*Task to carry out*.
Every line of the material is to be given again exactly.
——————————
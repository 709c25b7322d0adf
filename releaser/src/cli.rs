//! CLI argument definitions for the release and pre-commit drivers.
//!
//! The definitions live in the library so that both binaries stay small and
//! the parsing rules can be unit tested.

use crate::config::CONFIG_FILE_NAME;
use camino::Utf8PathBuf;
use clap::{Args, Parser};
use log::LevelFilter;

/// Package a built tool into a versioned archive and Debian package.
#[derive(Parser, Debug, Clone, PartialEq, Eq)]
#[command(name = "shipshape-release")]
#[command(version, about)]
#[command(long_about = concat!(
    "Package a built tool into a versioned archive and Debian package.\n\n",
    "The tool is built and installed with the configured build command, then ",
    "asked for its version. That version must match the first line of the ",
    "changelog exactly; otherwise nothing is packaged.\n\n",
    "Both artefacts are assembled in temporary staging directories and moved ",
    "into the release directory only once complete.",
))]
#[command(after_help = concat!(
    "EXAMPLES:\n",
    "  Release into ./dist:\n",
    "    $ shipshape-release --release-dir dist\n\n",
    "  Release with a JSON summary of the artefacts:\n",
    "    $ shipshape-release --release-dir dist --summary dist/summary.json\n",
))]
pub struct ReleaseCli {
    /// Directory receiving the finished artefacts (created if absent).
    #[arg(long, value_name = "DIR")]
    pub release_dir: Utf8PathBuf,

    /// Project configuration file; its directory is the project root.
    #[arg(long, value_name = "FILE", default_value = CONFIG_FILE_NAME)]
    pub config: Utf8PathBuf,

    /// Write a JSON summary of the release to this file.
    #[arg(long, value_name = "FILE")]
    pub summary: Option<Utf8PathBuf>,

    /// Logging options.
    #[command(flatten)]
    pub log: LogArgs,
}

/// Run the pre-commit quality gates.
#[derive(Parser, Debug, Clone, PartialEq, Eq)]
#[command(name = "shipshape-precommit")]
#[command(version, about)]
#[command(long_about = concat!(
    "Run the pre-commit quality gates.\n\n",
    "Gates run in order: format, static-analysis, lint, unused-results, ",
    "complexity, test-coverage, build, changelog. The first failing gate ",
    "stops the run.",
))]
pub struct PrecommitCli {
    /// Project configuration file; its directory is the project root.
    #[arg(long, value_name = "FILE", default_value = CONFIG_FILE_NAME)]
    pub config: Utf8PathBuf,

    /// Logging options.
    #[command(flatten)]
    pub log: LogArgs,
}

/// Verbosity flags shared by both drivers.
#[derive(Args, Debug, Clone, Copy, Default, PartialEq, Eq)]
pub struct LogArgs {
    /// Increase log verbosity (repeatable: -v, -vv).
    #[arg(
        short,
        long = "verbose",
        action = clap::ArgAction::Count,
        conflicts_with = "quiet"
    )]
    pub verbosity: u8,

    /// Only log errors.
    #[arg(short, long, conflicts_with = "verbosity")]
    pub quiet: bool,
}

impl LogArgs {
    /// Log level selected by the flags.
    ///
    /// # Examples
    ///
    /// ```
    /// use log::LevelFilter;
    /// use shipshape::cli::LogArgs;
    ///
    /// assert_eq!(LogArgs::default().level_filter(), LevelFilter::Info);
    /// let quiet = LogArgs { verbosity: 0, quiet: true };
    /// assert_eq!(quiet.level_filter(), LevelFilter::Error);
    /// ```
    #[must_use]
    pub fn level_filter(self) -> LevelFilter {
        if self.quiet {
            return LevelFilter::Error;
        }
        match self.verbosity {
            0 => LevelFilter::Info,
            1 => LevelFilter::Debug,
            _ => LevelFilter::Trace,
        }
    }

    /// Install the stderr logger at the selected level.
    ///
    /// Directives in `RUST_LOG` are applied on top of the selected level.
    /// Calling this more than once keeps the first logger.
    pub fn init_logging(self) {
        let installed = env_logger::Builder::new()
            .filter_level(self.level_filter())
            .parse_default_env()
            .format_timestamp(None)
            .try_init();
        if installed.is_err() {
            log::debug!("logger already installed");
        }
    }
}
——————————
*Task solution*.
repository 709c25b7322d0adf
filename releaser/src/cli.rs
//! CLI argument definitions for the release and pre-commit drivers.
//!
//! The definitions live in the library so that both binaries stay small and
//! the parsing rules can be unit tested.

use crate::config::CONFIG_FILE_NAME;
use camino::Utf8PathBuf;
use clap::{Args, Parser};
use log::LevelFilter;

/// Package a built tool into a versioned archive and Debian package.
#[derive(Parser, Debug, Clone, PartialEq, Eq)]
#[command(name = "shipshape-release")]
#[command(version, about)]
#[command(long_about = concat!(
    "Package a built tool into a versioned archive and Debian package.\n\n",
    "The tool is built and installed with the configured build command, then ",
    "asked for its version. That version must match the first line of the ",
    "changelog exactly; otherwise nothing is packaged.\n\n",
    "Both artefacts are assembled in temporary staging directories and moved ",
    "into the release directory only once complete.",
))]
#[command(after_help = concat!(
    "EXAMPLES:\n",
    "  Release into ./dist:\n",
    "    $ shipshape-release --release-dir dist\n\n",
    "  Release with a JSON summary of the artefacts:\n",
    "    $ shipshape-release --release-dir dist --summary dist/summary.json\n",
))]
pub struct ReleaseCli {
    /// Directory receiving the finished artefacts (created if absent).
    #[arg(long, value_name = "DIR")]
    pub release_dir: Utf8PathBuf,

    /// Project configuration file; its directory is the project root.
    #[arg(long, value_name = "FILE", default_value = CONFIG_FILE_NAME)]
    pub config: Utf8PathBuf,

    /// Write a JSON summary of the release to this file.
    #[arg(long, value_name = "FILE")]
    pub summary: Option<Utf8PathBuf>,

    /// Logging options.
    #[command(flatten)]
    pub log: LogArgs,
}

/// Run the pre-commit quality gates.
#[derive(Parser, Debug, Clone, PartialEq, Eq)]
#[command(name = "shipshape-precommit")]
#[command(version, about)]
#[command(long_about = concat!(
    "Run the pre-commit quality gates.\n\n",
    "Gates run in order: format, static-analysis, lint, unused-results, ",
    "complexity, test-coverage, build, changelog. The first failing gate ",
    "stops the run.",
))]
pub struct PrecommitCli {
    /// Project configuration file; its directory is the project root.
    #[arg(long, value_name = "FILE", default_value = CONFIG_FILE_NAME)]
    pub config: Utf8PathBuf,

    /// Logging options.
    #[command(flatten)]
    pub log: LogArgs,
}

/// Verbosity flags shared by both drivers.
#[derive(Args, Debug, Clone, Copy, Default, PartialEq, Eq)]
pub struct LogArgs {
    /// Increase log verbosity (repeatable: -v, -vv).
    #[arg(
        short,
        long = "verbose",
        action = clap::ArgAction::Count,
        conflicts_with = "quiet"
    )]
    pub verbosity: u8,

    /// Only log errors.
    #[arg(short, long, conflicts_with = "verbosity")]
    pub quiet: bool,
}

impl LogArgs {
    /// Log level selected by the flags.
    ///
    /// # Examples
    ///
    /// ```
    /// use log::LevelFilter;
    /// use shipshape::cli::LogArgs;
    ///
    /// assert_eq!(LogArgs::default().level_filter(), LevelFilter::Info);
    /// let quiet = LogArgs { verbosity: 0, quiet: true };
    /// assert_eq!(quiet.level_filter(), LevelFilter::Error);
    /// ```
    #[must_use]
    pub fn level_filter(self) -> LevelFilter {
        if self.quiet {
            return LevelFilter::Error;
        }
        match self.verbosity {
            0 => LevelFilter::Info,
            1 => LevelFilter::Debug,
            _ => LevelFilter::Trace,
        }
    }

    /// Install the stderr logger at the selected level.
    ///
    /// Directives in `RUST_LOG` are applied on top of the selected level.
    /// Calling this more than once keeps the first logger.
    pub fn init_logging(self) {
        let installed = env_logger::Builder::new()
            .filter_level(self.level_filter())
            .parse_default_env()
            .format_timestamp(None)
            .try_init();
        if installed.is_err() {
            log::debug!("logger already installed");
        }
    }
}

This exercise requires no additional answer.